二度ある産休は三度ある!?
いま人気急上昇中!? 東京都北区エリアでの老舗訪問看護ステーション!
よろしくお願いします。
こちらが事務所を構える東京都北区って、最近はTVドラマやバラエティ番組で取り上げられることも多く、
「ちょっと風変わりな味のあるエリア」
だったり
「ディープスポット」
だったり…そんな感じのイメージがあります(笑)。
「赤羽」なんかは、「住みやすい街」にもランキングされたみたいですね~。
ただ、長くここで働いていますが、あまりそういった実感はないんですよね(笑)。
そうなんですね!
こちらのステーションの最寄りでもある、「王子」はどのような雰囲気ですか??
王子は、あまりパッとした特徴がないんですよね~(苦笑)。
北区区役所があるので、介護保険課に相談に行かなければいけない時は、すごく便利ですが。
あと、北区は都電が便利ですよ!
5~6月のシーズンになると、都電沿線の薔薇が一斉に咲くので、それはすごく綺麗です!
都電が走る街って、何だか風情があって良いですね~!
産休復帰・子育て中のママさん看護師も大喜びの「子看休暇」制度とは!?
こちらのステーションの特徴について、お伺いさせて下さい!
まず真っ先に、小暮さんご自身が5人のお子さんがいること、しかも、そのうちの下3人は、
こちらのステーションで産休育休を利用しながら育てられたというお話が衝撃でした。
しかも、5人目のお子さんの産休明けから、もう管理者をされていたという……!
チャレンジャーですよね、はい(笑)。
他のステーションの管理者さんでも、なかなかお目にかからないですね(笑)。
ちなみに、5人目のお子さんの出産後、下のお子さんがおいくつの時に復帰をされたのですか?
下の子どもが保育園に入りたてだったので、1歳かな?
その上の2人も保育園に入ってたので、計3人の園児を抱えながらの職場復帰でした。
その状況で管理者なんて…パワフルすぎる……(汗)。
ちなみに、こちらのステーションでは小暮さんの他にも、産休空けで復帰されたスタッフがいると伺いましたが?

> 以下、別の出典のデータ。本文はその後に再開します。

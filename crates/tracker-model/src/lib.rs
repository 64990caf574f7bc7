//! # Tracker Domain Model
//!
//! Entities shared by every tracker crate: users, the collaboratable
//! resources they work on, and the collaboration records that link them.
//!
//! ## Overview
//!
//! - **Users**: the actors making requests
//! - **Projects**: titled work items, optionally nested in a workspace
//! - **Workspaces**: named groups of projects
//! - **Collaborations**: actor ↔ resource links carrying a role and a state
//!
//! ## Architecture
//!
//! ```text
//! User
//!   └─ Collaboration (role, state) ─→ Workspace
//!   └─ Collaboration (role, state) ─→ Project ─(workspace_id)─→ Workspace
//! ```
//!
//! Resources never record who may see them. Visibility is derived from the
//! collaboration records pointing at them.
//!
//! ## Usage
//!
//! ```rust
//! use tracker_model::{Collaboratable, Collaboration, Project, User};
//!
//! let user = User::new("yoda@dagobah.com", "Yoda", "the Great One");
//! let project = Project::new("The first project");
//!
//! let owner = Collaboration::ownership(user.actor(), project.reference());
//! assert!(owner.is_owner());
//! ```

pub mod collaboratable;
pub mod collaboration;
pub mod kind;
pub mod project;
pub mod roles;
pub mod user;
pub mod validation;
pub mod workspace;

pub use collaboratable::Collaboratable;
pub use collaboration::Collaboration;
pub use kind::{ActorKind, ActorRef, ResourceKind, ResourceRef};
pub use project::Project;
pub use roles::{CollaborationState, Role};
pub use user::User;
pub use validation::{Attributes, FieldValue, ValidationErrors};
pub use workspace::Workspace;
#[tokio::test]
async fn test_nested_routes_hide_foreign_workspaces() {
    let fixture = TestFixture::new().await;
    let workspace = fixture.alice_workspace("Private").await;
    let collection = format!("/api/v1/workspaces/{}/projects", workspace);

    let listed = fixture.get(&collection, &fixture.bob_token).await;
    assert_eq!(listed.status, StatusCode::UNAUTHORIZED);
    assert_eq!(listed.body, not_permitted());

    let created = fixture
        .post(&collection, &fixture.bob_token, json!({ "project": { "title": "Sneaky" } }))
        .await;
    assert_eq!(created.status, StatusCode::UNAUTHORIZED);

    let unwrapped = fixture.post(&collection, &fixture.bob_token, json!({})).await;
    assert_eq!(unwrapped.status, StatusCode::UNAUTHORIZED);
    assert_eq!(unwrapped.body, not_permitted());

    let missing = format!("/api/v1/workspaces/{}/projects", uuid::Uuid::now_v7());
    let listed = fixture.get(&missing, &fixture.alice_token).await;
    assert_eq!(listed.status, StatusCode::UNAUTHORIZED);
}

#[tokio::test]
async fn test_nested_member_outside_parent_is_not_permitted() {
    let fixture = TestFixture::new().await;
    let workspace = fixture.alice_workspace("Home").await;
    let loose = fixture.alice_project("Loose").await;

    let reply = fixture
        .get(
            &format!("/api/v1/workspaces/{}/projects/{}", workspace, loose),
            &fixture.alice_token,
        )
        .await;

    assert_eq!(reply.status, StatusCode::UNAUTHORIZED);
}

#[tokio::test]
async fn test_unregistered_nesting_is_not_found() {
    let fixture = TestFixture::new().await;
    let project = fixture.alice_project("Parent?").await;

    let reply = fixture
        .get(&format!("/api/v1/projects/{}/workspaces", project), &fixture.alice_token)
        .await;

    assert_eq!(reply.status, StatusCode::NOT_FOUND);
    assert_eq!(reply.body, not_found());
}
//! Store error types

use thiserror::Error;
use tracker_model::{ResourceRef, ValidationErrors};

/// Store error types.
#[derive(Debug, Error)]
pub enum StoreError {
    /// A record failed validation; nothing was written
    #[error("Validation failed: {0}")]
    Validation(ValidationErrors),

    /// The record to change does not exist
    #[error("Record not found: {0}")]
    NotFound(ResourceRef),

    /// A stored row could not be encoded or decoded
    #[error("Serialization error: {0}")]
    Serialization(#[from] serde_json::Error),

    /// The backing store cannot serve the request
    #[error("Store unavailable: {0}")]
    Unavailable(String),
}

impl From<ValidationErrors> for StoreError {
    fn from(errors: ValidationErrors) -> Self {
        StoreError::Validation(errors)
    }
}

/// Result type for store operations.
pub type StoreResult<T> = Result<T, StoreError>;
//! JWT claims for API sessions

use chrono::{DateTime, Duration, TimeZone, Utc};
use serde::{Deserialize, Serialize};
use tracker_model::{ActorRef, User};
use uuid::Uuid;

/// Claims carried by a bearer token.
///
/// # Example
///
/// ```
/// use chrono::Duration;
/// use tracker_auth::SessionClaims;
/// use tracker_model::User;
///
/// let user = User::new("yoda@dagobah.com", "Yoda", "the Great One");
/// let claims = SessionClaims::for_user(&user, "terrible-tracker", Duration::hours(24));
///
/// assert_eq!(claims.user_id(), Some(user.id));
/// assert!(!claims.is_expired());
/// ```
#[derive(Debug, Clone, PartialEq, Eq, Serialize, Deserialize)]
pub struct SessionClaims {
    // Standard JWT claims (RFC 7519)
    /// Subject (user ID)
    pub sub: String,

    /// Issuer
    pub iss: String,

    /// Expiration time (Unix timestamp)
    pub exp: i64,

    /// Issued at (Unix timestamp)
    pub iat: i64,

    /// Not before (Unix timestamp)
    pub nbf: i64,

    /// JWT ID (unique identifier for this token)
    pub jti: String,

    /// User email
    pub email: String,

    /// User display name
    #[serde(default, skip_serializing_if = "Option::is_none")]
    pub name: Option<String>,
}

impl SessionClaims {
    /// Create claims for a user id.
    ///
    /// # Arguments
    ///
    /// * `user_id` - The user's unique identifier
    /// * `email` - The user's email address
    /// * `issuer` - Token issuer
    /// * `duration` - Token validity duration, saturating at the representable range
    pub fn new(user_id: Uuid, email: impl Into<String>, issuer: impl Into<String>, duration: Duration) -> Self {
        let now = Utc::now();
        let expires = now.checked_add_signed(duration).unwrap_or(if duration < Duration::zero() {
            DateTime::<Utc>::MIN_UTC
        } else {
            DateTime::<Utc>::MAX_UTC
        });
        Self {
            sub: user_id.to_string(),
            iss: issuer.into(),
            exp: expires.timestamp(),
            iat: now.timestamp(),
            nbf: now.timestamp(),
            jti: Uuid::now_v7().to_string(),
            email: email.into(),
            name: None,
        }
    }

    /// Create claims for `user`, including their display name.
    pub fn for_user(user: &User, issuer: impl Into<String>, duration: Duration) -> Self {
        Self::new(user.id, user.email.clone(), issuer, duration).with_name(user.display_name())
    }

    /// Set the display name.
    pub fn with_name(mut self, name: impl Into<String>) -> Self {
        self.name = Some(name.into());
        self
    }

    /// Parse the subject as a user id.
    pub fn user_id(&self) -> Option<Uuid> {
        Uuid::parse_str(&self.sub).ok()
    }

    /// The subject as an actor reference.
    pub fn actor(&self) -> Option<ActorRef> {
        self.user_id().map(ActorRef::user)
    }

    /// Check if the token has expired.
    pub fn is_expired(&self) -> bool {
        Utc::now().timestamp() >= self.exp
    }

    /// Expiration as a timestamp.
    pub fn expires_at(&self) -> DateTime<Utc> {
        Utc.timestamp_opt(self.exp, 0).single().unwrap_or_else(Utc::now)
    }
}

はい、今いるメンバーですと、私を除いて4名のスタッフが、産休復帰しています。
小さなお子さんがいたら当たり前のことなのですが、
「急な熱発で保育園に迎えにいかないといけない」
とか、
「保護者会が入ってしまった」
とかとか、そういったことが当然ある訳じゃないですか?
そういった時の勤務調整は、どのようにされているのですか??
まず、メンバー同士で融通し合うってことが大前提です。
そこはみんなお互い様として、理解のある職場だと思います。
あと、うちの場合は「子看休暇(しかんきゅうか)」という制度があるので、みんなそれを使っていますね。
子看休暇とは、どのような制度なのですか???
中学生以下の子どもがいる職員は、通常の休暇や有給とは別に、年間12日のお休みが付与されるんです。

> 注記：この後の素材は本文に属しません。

//! API configuration.
//!
//! Configuration is loaded from environment variables with defaults suitable
//! for local development.

use serde::{Deserialize, Serialize};
use std::net::SocketAddr;
use thiserror::Error;

/// Signing secret used when none is configured. Never valid in production.
pub const DEVELOPMENT_SECRET: &str = "development-secret-do-not-use-in-production";

/// Longest accepted session validity, ten years.
pub const MAX_TOKEN_TTL_SECS: u64 = 10 * 365 * 24 * 60 * 60;

/// Configuration errors.
#[derive(Debug, Error)]
pub enum ConfigError {
    /// Missing required environment variable.
    #[error("Missing required environment variable: {0}")]
    MissingEnvVar(String),

    /// Invalid configuration value.
    #[error("Invalid configuration value for {key}: {message}")]
    InvalidValue {
        /// Configuration key.
        key: String,
        /// Error message.
        message: String,
    },
}

/// Log output format.
#[derive(Debug, Clone, Copy, PartialEq, Eq, Serialize, Deserialize, Default)]
#[serde(rename_all = "snake_case")]
pub enum LogFormat {
    /// Human-readable lines.
    #[default]
    Pretty,
    /// One JSON object per event.
    Json,
}

/// Configuration of the API server.
#[derive(Debug, Clone, Serialize, Deserialize)]
pub struct ApiConfig {
    /// Address the server binds to.
    pub bind_addr: SocketAddr,

    /// Public base URL used in `Location` headers.
    pub base_url: String,

    /// HMAC secret for session tokens.
    #[serde(skip_serializing)]
    pub jwt_secret: Option<String>,

    /// Issuer claim of session tokens.
    pub jwt_issuer: String,

    /// Session token validity in seconds.
    pub token_ttl_secs: u64,

    /// Seed the demo user and resources at startup.
    pub seed: bool,

    /// Log output format.
    pub log_format: LogFormat,

    /// Deployment environment name.
    pub environment: String,
}

impl Default for ApiConfig {
    /// Returns default configuration suitable for local development.
    fn default() -> Self {
        Self {
            bind_addr: SocketAddr::from(([127, 0, 0, 1], 3000)),
            base_url: "http://localhost:3000".to_string(),
            jwt_secret: None,
            jwt_issuer: "terrible-tracker".to_string(),
            token_ttl_secs: 86_400,
            seed: false,
            log_format: LogFormat::Pretty,
            environment: "development".to_string(),
        }
    }
}

impl ApiConfig {
    /// Load configuration from environment variables.
    ///
    /// Environment variables:
    /// - `TRACKER_BIND_ADDR`: listen address (default: 127.0.0.1:3000)
    /// - `TRACKER_BASE_URL`: public base URL (default: http://localhost:3000)
    /// - `TRACKER_JWT_SECRET`: session signing secret
    /// - `TRACKER_JWT_ISSUER`: session token issuer (default: terrible-tracker)
    /// - `TRACKER_TOKEN_TTL_SECS`: session validity in seconds, at most
    ///   [`MAX_TOKEN_TTL_SECS`] (default: 86400)
    /// - `TRACKER_SEED`: seed demo data when `true` or `1` (default: false)
    /// - `TRACKER_LOG_FORMAT`: `json` for JSON logs (default: pretty)
    /// - `TRACKER_ENV`: environment name (default: development)
    ///
    /// # Errors
    ///
    /// [`ConfigError::InvalidValue`] when a set variable cannot be parsed.
    pub fn from_env() -> Result<Self, ConfigError> {
        Self::from_lookup(|key| std::env::var(key).ok())
    }

    /// Load configuration through `lookup` instead of the process environment.
    pub fn from_lookup(lookup: impl Fn(&str) -> Option<String>) -> Result<Self, ConfigError> {
        let default = Self::default();

        Ok(Self {
            bind_addr: match lookup("TRACKER_BIND_ADDR") {
                Some(raw) => parse_value("TRACKER_BIND_ADDR", &raw)?,
                None => default.bind_addr,
            },
            base_url: lookup("TRACKER_BASE_URL")
                .map(|url| url.trim_end_matches('/').to_string())
                .unwrap_or(default.base_url),
            jwt_secret: lookup("TRACKER_JWT_SECRET").filter(|s| !s.is_empty()),
            jwt_issuer: lookup("TRACKER_JWT_ISSUER").unwrap_or(default.jwt_issuer),
            token_ttl_secs: match lookup("TRACKER_TOKEN_TTL_SECS") {
                Some(raw) => parse_ttl(&raw)?,
                None => default.token_ttl_secs,
            },
            seed: lookup("TRACKER_SEED")
                .map(|s| s == "true" || s == "1")
                .unwrap_or(default.seed),
            log_format: match lookup("TRACKER_LOG_FORMAT").as_deref() {
                Some("json") => LogFormat::Json,
                Some(_) | None => default.log_format,
            },
            environment: lookup("TRACKER_ENV").unwrap_or(default.environment),
        })
    }

    /// Check if running in production.
    pub fn is_production(&self) -> bool {
        self.environment == "production"
    }

    /// The configured secret, or [`DEVELOPMENT_SECRET`].
    pub fn signing_secret(&self) -> &str {
        self.jwt_secret.as_deref().unwrap_or(DEVELOPMENT_SECRET)
    }

    /// Session token validity, capped at [`MAX_TOKEN_TTL_SECS`].
    pub fn token_duration(&self) -> chrono::Duration {
        let secs = self.token_ttl_secs.min(MAX_TOKEN_TTL_SECS);
        i64::try_from(secs)
            .ok()
            .and_then(chrono::Duration::try_seconds)
            .unwrap_or_else(|| chrono::Duration::days(1))
    }

    /// Validate that all required configuration is present for production.
    pub fn validate_for_production(&self) -> Result<(), ConfigError> {
        match self.jwt_secret.as_deref() {
            None => Err(ConfigError::MissingEnvVar("TRACKER_JWT_SECRET".to_string())),
            Some(secret) if secret.len() < 32 => Err(ConfigError::InvalidValue {
                key: "TRACKER_JWT_SECRET".to_string(),
                message: "must be at least 32 characters".to_string(),
            }),
            Some(_) if self.seed => Err(ConfigError::InvalidValue {
                key: "TRACKER_SEED".to_string(),
                message: "demo data must not be seeded in production".to_string(),
            }),
            Some(_) => Ok(()),
        }
    }
}

fn parse_value<T>(key: &str, raw: &str) -> Result<T, ConfigError>
where
    T: std::str::FromStr,
    T::Err: std::fmt::Display,
{
    raw.parse().map_err(|e: T::Err| ConfigError::InvalidValue {
        key: key.to_string(),
        message: e.to_string(),
    })
}

fn parse_ttl(raw: &str) -> Result<u64, ConfigError> {
    let secs: u64 = parse_value("TRACKER_TOKEN_TTL_SECS", raw)?;
    if secs > MAX_TOKEN_TTL_SECS {
        return Err(ConfigError::InvalidValue {
            key: "TRACKER_TOKEN_TTL_SECS".to_string(),
            message: format!("must be at most {} seconds", MAX_TOKEN_TTL_SECS),
        });
    }
    Ok(secs)
}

働くお母さんには、とてつもなく有り難い制度ですね…!
本当、そうだと思います(笑)。
有給の消化率も良いので、有給なども使いながら、毎年7連休は取得して家族旅行を楽しんでいるスタッフもいますよ。
働くスタッフとしては最高ですが、現場をまとめる管理者としては、調整に苦労しそうですね(汗)。
まぁ、そこは上手くやりながら…(苦笑)。
私自身、いつもスタッフに
「健康第一! 家庭も大事に!」
と言っているので、仕方ないですね。
やはり、プライベートが充実していないと、仕事も続かないですから。
こういったメリハリは、今後も大切にしていきたいと思っています!
こちらのステーション近くを散策していて、同法人が運営する診療所が近くにあったり、ステーションの下の階には認知症の診療所が入っていたりと、近隣にグループ施設が密集しているような印象を受けました。
そうですね。
訪問看護、リハビリテーション部、ヘルパー、ケアマネ、あとは診療所と訪問診療も、在宅医療に関するリソースは、全部揃っているんじゃないかな?

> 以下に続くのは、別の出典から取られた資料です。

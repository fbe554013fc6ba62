//! Tests for the enhancement service with a terminal recovery surface.
//!
//! The OpenAI API is served by a mock HTTP server and the terminal reads scripted answers.

use enhancer::{
    EnhancementRequest, Enhancer, EnhancerConfig, EnhancerErrorKind, OpenAiSettings,
    RateLimitConfig, RateLimitErrorKind, RecoveryErrorKind, RetryPolicy, TerminalRecovery,
};
use httpmock::{Method::POST, MockServer};
use serde_json::json;

fn config_for(server: &MockServer) -> EnhancerConfig {
    EnhancerConfig {
        retry: RetryPolicy {
            max_attempts: 2,
            ..RetryPolicy::default()
        }
        .without_backoff(),
        openai: OpenAiSettings {
            base_url: format!("{}/v1", server.base_url()),
            ..OpenAiSettings::default()
        },
        ..EnhancerConfig::default()
    }
}

fn answers(enhancer: &Enhancer, script: &'static str) -> TerminalRecovery {
    TerminalRecovery::new(
        enhancer.client().clone(),
        script.as_bytes(),
        tokio::io::sink(),
    )
}

fn request() -> EnhancementRequest {
    EnhancementRequest::new("summarize this article", None).unwrap()
}

fn completion(content: &str) -> serde_json::Value {
    json!({
        "model": "gpt-4o-mini",
        "choices": [{"index": 0, "message": {"role": "assistant", "content": content}}],
        "usage": {"total_tokens": 42}
    })
}

#[tokio::test]
async fn test_enhance_uses_default_budget() {
    let server = MockServer::start_async().await;
    let mock = server
        .mock_async(|when, then| {
            when.method(POST).path("/v1/chat/completions");
            then.status(200).json_body(completion("Summarize the article in 3 bullets."));
        })
        .await;
    let enhancer = Enhancer::from_config(&config_for(&server))
        .unwrap()
        .with_api_key("sk-test");
    let recovery = answers(&enhancer, "");

    let outcome = enhancer.enhance(&request(), None, &recovery).await.unwrap();

    mock.assert_async().await;
    let result = outcome.result.expect("enhanced");
    assert_eq!(result.enhanced_text(), "Summarize the article in 3 bullets.");
    assert_eq!(*result.tokens_used(), 42);
    assert_eq!(outcome.budget, "openai-standard");
    assert_eq!(*outcome.session.calls(), 1);
    let status = enhancer.registry().require("openai-standard").unwrap().status();
    assert_eq!(*status.used(), 1);
}

#[tokio::test]
async fn test_unknown_budget_is_an_error() {
    let server = MockServer::start_async().await;
    let enhancer = Enhancer::from_config(&config_for(&server)).unwrap();
    let recovery = answers(&enhancer, "");

    let err = enhancer
        .enhance(&request(), Some("nope"), &recovery)
        .await
        .unwrap_err();

    match err.kind() {
        EnhancerErrorKind::RateLimit(e) => {
            assert_eq!(e.kind(), &RateLimitErrorKind::UnknownBudget("nope".to_string()))
        }
        other => panic!("unexpected error: {:?}", other),
    }
}

#[tokio::test]
async fn test_missing_key_entered_at_prompt() {
    let server = MockServer::start_async().await;
    let mock = server
        .mock_async(|when, then| {
            when.method(POST)
                .path("/v1/chat/completions")
                .header("authorization", "Bearer sk-entered");
            then.status(200).json_body(completion("ok"));
        })
        .await;
    let enhancer = Enhancer::from_config(&config_for(&server)).unwrap();
    let recovery = answers(&enhancer, "k\nsk-entered\n");

    let outcome = enhancer.enhance(&request(), None, &recovery).await.unwrap();

    assert!(outcome.result.is_some());
    assert_eq!(*outcome.session.calls(), 2);
    assert_eq!(*outcome.session.credential_resets(), 1);
    assert_eq!(mock.hits_async().await, 1);
    assert!(enhancer.client().has_api_key());
}

#[tokio::test]
async fn test_settings_change_then_success() {
    let server = MockServer::start_async().await;
    let failing = server
        .mock_async(|when, then| {
            when.method(POST)
                .path("/v1/chat/completions")
                .body_contains("\"model\":\"gpt-4o-mini\"");
            then.status(500).body("upstream exploded");
        })
        .await;
    let working = server
        .mock_async(|when, then| {
            when.method(POST)
                .path("/v1/chat/completions")
                .body_contains("\"model\":\"gpt-4o\"");
            then.status(200).json_body(completion("ok"));
        })
        .await;
    let enhancer = Enhancer::from_config(&config_for(&server))
        .unwrap()
        .with_api_key("sk-test");
    // settings, new model, keep timeout, temperature and max tokens
    let recovery = answers(&enhancer, "s\ngpt-4o\n\n\n\n");

    let outcome = enhancer.enhance(&request(), None, &recovery).await.unwrap();

    assert!(outcome.result.is_some());
    assert_eq!(failing.hits_async().await, 1);
    assert_eq!(working.hits_async().await, 1);
    assert_eq!(enhancer.client().settings().model, "gpt-4o");
    assert_eq!(*outcome.session.attempt(), 1);
}

#[tokio::test]
async fn test_retry_until_exhausted_then_cancel() {
    let server = MockServer::start_async().await;
    let mock = server
        .mock_async(|when, then| {
            when.method(POST).path("/v1/chat/completions");
            then.status(500).body("upstream exploded");
        })
        .await;
    let enhancer = Enhancer::from_config(&config_for(&server))
        .unwrap()
        .with_api_key("sk-test");
    // retry once, then cancel at the terminal prompt
    let recovery = answers(&enhancer, "r\nc\n");

    let outcome = enhancer.enhance(&request(), None, &recovery).await.unwrap();

    assert!(outcome.result.is_none());
    assert!(outcome.session.exhausted());
    assert_eq!(mock.hits_async().await, 2);
}

#[tokio::test]
async fn test_closed_input_propagates() {
    let server = MockServer::start_async().await;
    server
        .mock_async(|when, then| {
            when.method(POST).path("/v1/chat/completions");
            then.status(500).body("upstream exploded");
        })
        .await;
    let enhancer = Enhancer::from_config(&config_for(&server))
        .unwrap()
        .with_api_key("sk-test");
    let recovery = answers(&enhancer, "");

    let err = enhancer
        .enhance(&request(), None, &recovery)
        .await
        .unwrap_err();

    match err.kind() {
        EnhancerErrorKind::Recovery(e) => assert_eq!(e.kind(), &RecoveryErrorKind::InputClosed),
        other => panic!("unexpected error: {:?}", other),
    }
}

#[tokio::test]
async fn test_local_budget_denies_without_sending() {
    let server = MockServer::start_async().await;
    let mock = server
        .mock_async(|when, then| {
            when.method(POST).path("/v1/chat/completions");
            then.status(200).json_body(completion("ok"));
        })
        .await;
    let mut config = config_for(&server);
    config
        .budgets
        .insert("single".to_string(), RateLimitConfig::new(1, 60_000));
    let enhancer = Enhancer::from_config(&config)
        .unwrap()
        .with_api_key("sk-test");

    let first = enhancer
        .enhance(&request(), Some("single"), &answers(&enhancer, ""))
        .await
        .unwrap();
    // the rate limit prompt is answered with cancel
    let second = enhancer
        .enhance(&request(), Some("single"), &answers(&enhancer, "c\n"))
        .await
        .unwrap();

    assert!(first.result.is_some());
    assert!(second.result.is_none());
    assert_eq!(*second.session.calls(), 0);
    assert_eq!(mock.hits_async().await, 1);
}

#[tokio::test]
async fn test_new_key_not_offered_for_server_failures() {
    let server = MockServer::start_async().await;
    let mock = server
        .mock_async(|when, then| {
            when.method(POST).path("/v1/chat/completions");
            then.status(500).body("upstream exploded");
        })
        .await;
    let enhancer = Enhancer::from_config(&config_for(&server))
        .unwrap()
        .with_api_key("sk-test");
    // retry once; at the terminal prompt "k" is refused, then cancel
    let recovery = answers(&enhancer, "r\nk\nsk-other\nc\n");

    let outcome = enhancer.enhance(&request(), None, &recovery).await.unwrap();

    assert!(outcome.result.is_none());
    assert_eq!(*outcome.session.credential_resets(), 0);
    assert_eq!(mock.hits_async().await, 2);
}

ショートステイとして使える施設なんかも、持っていますか?
ショートはないですが、診療所が有床なので、そこでレスパイトを受けてもらうことも可能です。
本当にトータルサポートといった感じですね!
ちなみに、医療での連携について、外部ではなく法人内の先生が多いですか??
ざっくり、6割くらいは同法人の先生かな?
例えば、通院が難しくなってきたご利用者さんも、うちの法人であれば、往診医と訪問看護がセットで入れるので、そこに使いやすさを感じて頂くことは多いですね。
先生たちとのやり取りも、毎朝、往診の申し送りがあるので、そこでタイムリーに色々な情報共有や、お薬の相談なんかもしていて、非常に密な連携ができていますよ。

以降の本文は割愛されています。